*Task prompt*
Look below for lines that hold the string "bracketed" and copy each one.

*Supplied data*
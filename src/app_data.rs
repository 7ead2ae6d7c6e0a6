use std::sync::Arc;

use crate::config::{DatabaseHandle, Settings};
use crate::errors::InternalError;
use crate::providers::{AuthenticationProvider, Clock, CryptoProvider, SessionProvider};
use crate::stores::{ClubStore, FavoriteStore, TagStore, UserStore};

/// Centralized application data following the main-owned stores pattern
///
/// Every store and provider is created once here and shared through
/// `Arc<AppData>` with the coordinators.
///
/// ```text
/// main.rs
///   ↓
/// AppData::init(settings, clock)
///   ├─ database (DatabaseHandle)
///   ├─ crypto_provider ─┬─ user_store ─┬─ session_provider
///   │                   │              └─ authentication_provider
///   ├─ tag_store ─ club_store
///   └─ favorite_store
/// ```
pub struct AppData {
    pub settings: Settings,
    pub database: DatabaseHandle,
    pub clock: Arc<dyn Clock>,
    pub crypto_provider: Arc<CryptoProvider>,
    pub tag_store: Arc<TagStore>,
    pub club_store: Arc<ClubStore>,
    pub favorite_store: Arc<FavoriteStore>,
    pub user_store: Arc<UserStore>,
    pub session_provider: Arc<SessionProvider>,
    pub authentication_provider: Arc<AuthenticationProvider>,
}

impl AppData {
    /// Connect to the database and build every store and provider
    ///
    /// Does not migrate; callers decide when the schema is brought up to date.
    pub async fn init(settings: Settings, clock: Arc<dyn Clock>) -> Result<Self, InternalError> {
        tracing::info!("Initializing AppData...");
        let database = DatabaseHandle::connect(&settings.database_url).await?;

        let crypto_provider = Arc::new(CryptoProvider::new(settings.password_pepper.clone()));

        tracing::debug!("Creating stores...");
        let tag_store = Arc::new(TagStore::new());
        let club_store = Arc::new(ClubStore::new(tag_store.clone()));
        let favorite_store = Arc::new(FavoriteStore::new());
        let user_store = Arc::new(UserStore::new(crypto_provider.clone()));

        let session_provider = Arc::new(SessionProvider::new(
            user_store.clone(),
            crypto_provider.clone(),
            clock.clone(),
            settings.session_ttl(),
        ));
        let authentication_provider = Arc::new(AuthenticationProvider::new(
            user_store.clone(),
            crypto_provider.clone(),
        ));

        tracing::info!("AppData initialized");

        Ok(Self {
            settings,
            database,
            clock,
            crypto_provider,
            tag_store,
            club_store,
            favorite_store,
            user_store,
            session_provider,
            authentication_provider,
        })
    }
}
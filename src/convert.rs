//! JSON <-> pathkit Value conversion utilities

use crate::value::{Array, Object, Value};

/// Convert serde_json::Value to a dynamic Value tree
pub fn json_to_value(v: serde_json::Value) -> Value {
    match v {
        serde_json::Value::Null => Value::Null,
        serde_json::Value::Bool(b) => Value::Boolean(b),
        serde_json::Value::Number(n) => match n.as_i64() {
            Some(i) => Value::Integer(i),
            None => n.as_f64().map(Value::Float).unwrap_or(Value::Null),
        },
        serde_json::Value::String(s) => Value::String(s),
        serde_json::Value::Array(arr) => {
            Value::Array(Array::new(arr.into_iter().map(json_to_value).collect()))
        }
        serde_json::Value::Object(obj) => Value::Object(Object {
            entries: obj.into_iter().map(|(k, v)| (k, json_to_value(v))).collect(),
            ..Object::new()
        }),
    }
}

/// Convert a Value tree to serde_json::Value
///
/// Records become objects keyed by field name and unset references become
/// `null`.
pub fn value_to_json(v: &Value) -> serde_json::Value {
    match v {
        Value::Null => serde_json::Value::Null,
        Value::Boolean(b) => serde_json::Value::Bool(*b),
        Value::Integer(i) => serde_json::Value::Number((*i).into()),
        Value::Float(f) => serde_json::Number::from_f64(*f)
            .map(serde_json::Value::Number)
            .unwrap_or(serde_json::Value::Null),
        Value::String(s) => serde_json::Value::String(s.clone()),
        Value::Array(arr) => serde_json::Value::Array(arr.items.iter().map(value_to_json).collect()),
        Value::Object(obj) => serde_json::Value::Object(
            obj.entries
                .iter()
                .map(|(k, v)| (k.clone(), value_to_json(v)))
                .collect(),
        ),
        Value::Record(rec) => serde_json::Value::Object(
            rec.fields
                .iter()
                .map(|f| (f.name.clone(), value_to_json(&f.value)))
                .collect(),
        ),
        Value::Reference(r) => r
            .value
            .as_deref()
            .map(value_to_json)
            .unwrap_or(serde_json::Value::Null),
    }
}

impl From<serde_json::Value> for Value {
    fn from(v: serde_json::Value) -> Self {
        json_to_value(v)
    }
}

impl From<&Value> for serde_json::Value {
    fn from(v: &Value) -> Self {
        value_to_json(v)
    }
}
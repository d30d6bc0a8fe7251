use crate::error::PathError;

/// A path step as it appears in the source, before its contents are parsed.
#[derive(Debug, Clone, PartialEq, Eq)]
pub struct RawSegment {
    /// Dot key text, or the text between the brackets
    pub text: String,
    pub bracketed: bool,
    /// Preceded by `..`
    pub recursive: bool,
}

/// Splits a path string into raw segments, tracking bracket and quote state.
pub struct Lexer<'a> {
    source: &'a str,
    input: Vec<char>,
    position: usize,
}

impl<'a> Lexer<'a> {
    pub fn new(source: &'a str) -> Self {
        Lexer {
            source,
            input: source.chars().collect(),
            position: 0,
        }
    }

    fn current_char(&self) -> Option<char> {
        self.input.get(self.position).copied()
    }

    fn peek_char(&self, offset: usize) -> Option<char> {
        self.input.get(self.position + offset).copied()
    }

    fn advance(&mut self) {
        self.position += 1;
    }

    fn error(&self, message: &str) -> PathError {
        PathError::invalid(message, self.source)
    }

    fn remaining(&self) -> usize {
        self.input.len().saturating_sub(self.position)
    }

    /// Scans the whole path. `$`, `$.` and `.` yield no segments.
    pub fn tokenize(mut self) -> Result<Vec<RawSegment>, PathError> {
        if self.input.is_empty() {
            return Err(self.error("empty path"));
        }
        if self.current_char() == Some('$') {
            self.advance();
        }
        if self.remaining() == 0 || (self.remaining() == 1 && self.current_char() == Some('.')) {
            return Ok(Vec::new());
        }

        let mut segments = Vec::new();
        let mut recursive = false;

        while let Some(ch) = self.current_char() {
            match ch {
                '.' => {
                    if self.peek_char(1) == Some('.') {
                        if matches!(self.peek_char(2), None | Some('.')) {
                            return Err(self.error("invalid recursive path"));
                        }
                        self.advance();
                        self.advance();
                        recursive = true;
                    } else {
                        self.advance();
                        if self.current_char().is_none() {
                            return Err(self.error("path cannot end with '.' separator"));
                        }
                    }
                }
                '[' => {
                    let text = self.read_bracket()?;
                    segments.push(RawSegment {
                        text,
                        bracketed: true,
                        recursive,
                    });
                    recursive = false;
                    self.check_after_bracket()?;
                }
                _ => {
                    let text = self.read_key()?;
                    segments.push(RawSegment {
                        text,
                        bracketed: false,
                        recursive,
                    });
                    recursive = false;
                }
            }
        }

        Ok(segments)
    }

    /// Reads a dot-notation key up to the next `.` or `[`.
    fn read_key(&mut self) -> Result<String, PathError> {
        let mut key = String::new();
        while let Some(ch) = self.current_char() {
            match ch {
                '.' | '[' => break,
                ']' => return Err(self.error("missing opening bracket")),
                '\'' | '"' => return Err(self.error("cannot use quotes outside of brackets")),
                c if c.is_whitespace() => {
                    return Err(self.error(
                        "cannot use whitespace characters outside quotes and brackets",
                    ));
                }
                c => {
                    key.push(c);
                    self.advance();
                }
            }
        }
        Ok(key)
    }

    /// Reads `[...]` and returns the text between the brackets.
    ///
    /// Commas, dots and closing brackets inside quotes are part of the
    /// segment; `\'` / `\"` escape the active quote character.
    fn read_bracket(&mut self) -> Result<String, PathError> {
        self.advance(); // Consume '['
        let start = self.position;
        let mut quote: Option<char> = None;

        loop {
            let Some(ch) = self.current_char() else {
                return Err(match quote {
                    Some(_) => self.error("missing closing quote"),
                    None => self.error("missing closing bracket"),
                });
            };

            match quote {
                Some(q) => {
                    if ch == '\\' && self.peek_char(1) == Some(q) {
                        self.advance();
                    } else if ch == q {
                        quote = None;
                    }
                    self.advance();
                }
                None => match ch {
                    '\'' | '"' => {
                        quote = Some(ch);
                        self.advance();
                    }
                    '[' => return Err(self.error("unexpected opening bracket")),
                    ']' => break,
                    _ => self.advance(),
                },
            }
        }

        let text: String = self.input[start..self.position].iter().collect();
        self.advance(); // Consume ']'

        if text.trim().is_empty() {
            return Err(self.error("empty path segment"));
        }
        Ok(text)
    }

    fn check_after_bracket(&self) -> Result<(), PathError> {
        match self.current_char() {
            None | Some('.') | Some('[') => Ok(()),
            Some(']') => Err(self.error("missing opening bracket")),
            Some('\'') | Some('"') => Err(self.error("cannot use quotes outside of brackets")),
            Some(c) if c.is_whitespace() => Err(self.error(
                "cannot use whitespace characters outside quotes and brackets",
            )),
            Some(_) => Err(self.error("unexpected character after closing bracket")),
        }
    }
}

*Answer below*
    pub bracketed: bool,
                        bracketed: true,
                        bracketed: false,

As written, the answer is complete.